Lunes , 22-03-10
POR fin, el domingo que viene ya es Domingo de Ramos. A pesar de los pesares. Aunque seamos torpes, cafres e imperfectos. Aunque este año el azahar llegue con retraso (dicen que si no brota para Semana Santa el Ayuntamiento lo va a poner de plástico). Aunque tras el Señor de la Caridad sigan legionarios que suspenden en canto y en solfeo. Aunque la carrera oficial cuanto más se consolide y más se vista de seda... más mona se queda. A pesar de que haya imaginería buena, menos buena, regularilla y... francamente sustituible... Por fin, después de un año esperando, llega la Semana Santa.
Nosotros la hacemos grande o chica, fea o sublime. Nosotros la estropeamos cuando metemos la pata en nuestros actos. Sin embargo, la Semana Santa merece la pena. Lo que significa. Lo que celebra. Lo que promete.
La primera en la calle, la Borriquita, hace saltar de júbilo el corazón cofrade mientras Jesús, Humilde, bendice a niños y mayores.
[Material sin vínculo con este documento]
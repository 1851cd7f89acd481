//! Generic foreign-call bridge: descriptor preparation, value marshalling, and the actual call.
//!
//! Built on `libffi`'s `middle` layer, which hides `ffi_cif`/`ffi_type` construction behind safe
//! wrappers while still letting us describe an arbitrary C signature at runtime — exactly what a
//! scripting front end needs since signatures are discovered from a header file, not known at
//! compile time.
//!
//! Struct arguments are always passed by pointer rather than by value: the language never needs
//! to match a platform's struct-passing ABI, only to read and write fields through a pointer
//! obtained from `malloc`-style allocation or a returned pointer.

use std::cell::RefCell;
use std::ffi::CString;

use libffi::middle::{Arg, Cif, CodePtr, Type as FfiType};

use crate::error::{Diagnostic, ErrorKind};
use crate::heap::{Heap, HeapData};
use crate::intern::Interner;
use crate::native::ctype::CType;
use crate::value::Value;

fn err(message: impl Into<String>) -> Diagnostic {
    Diagnostic::at_line(ErrorKind::Foreign, message, 0)
}

/// A field within a [`StructDesc`]: name, type, and byte offset from the struct's start.
#[derive(Debug, Clone)]
pub struct FieldDesc {
    pub name: String,
    pub ty: CType,
    pub offset: usize,
}

/// Layout of a C struct type discovered from a header or declared by the host.
#[derive(Debug, Clone)]
pub struct StructDesc {
    pub name: String,
    pub fields: Vec<FieldDesc>,
    pub size: usize,
}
La más antigua, las Angustias, nos oprime el alma con el llanto descarnado de la Madre. La más lejana, la de las Palmeras, nos abre los ojos a la luz de occidente, donde se pone el sol el Martes Santo sangrando en una cruz de crepúsculo y Piedad.
Las imágenes hablan. Hay que mirarlas y escucharlas. Son signos que se complementan con las levantás, los giros, las llamas en alto de los nazarenos, la música, el silencio, el paisaje...
La Semana Santa la profana la frivolidad, nuestra frivolidad. Pero, pese a todo, merece la pena creer en la Semana Santa. La emoción, los recuerdos, la infancia, la madre, el padre, las reuniones, las esquinas, las carreras, las esperas... las oraciones... Todo ello es el patrimonio que deja y se renueva cada Semana Santa en nuestra alma. Aunque las impurezas sean muchas, la Belleza, esa Belleza que, como decían los griegos, equivale al Bien, supera con creces lo que haya de mejorable en la Semana Santa.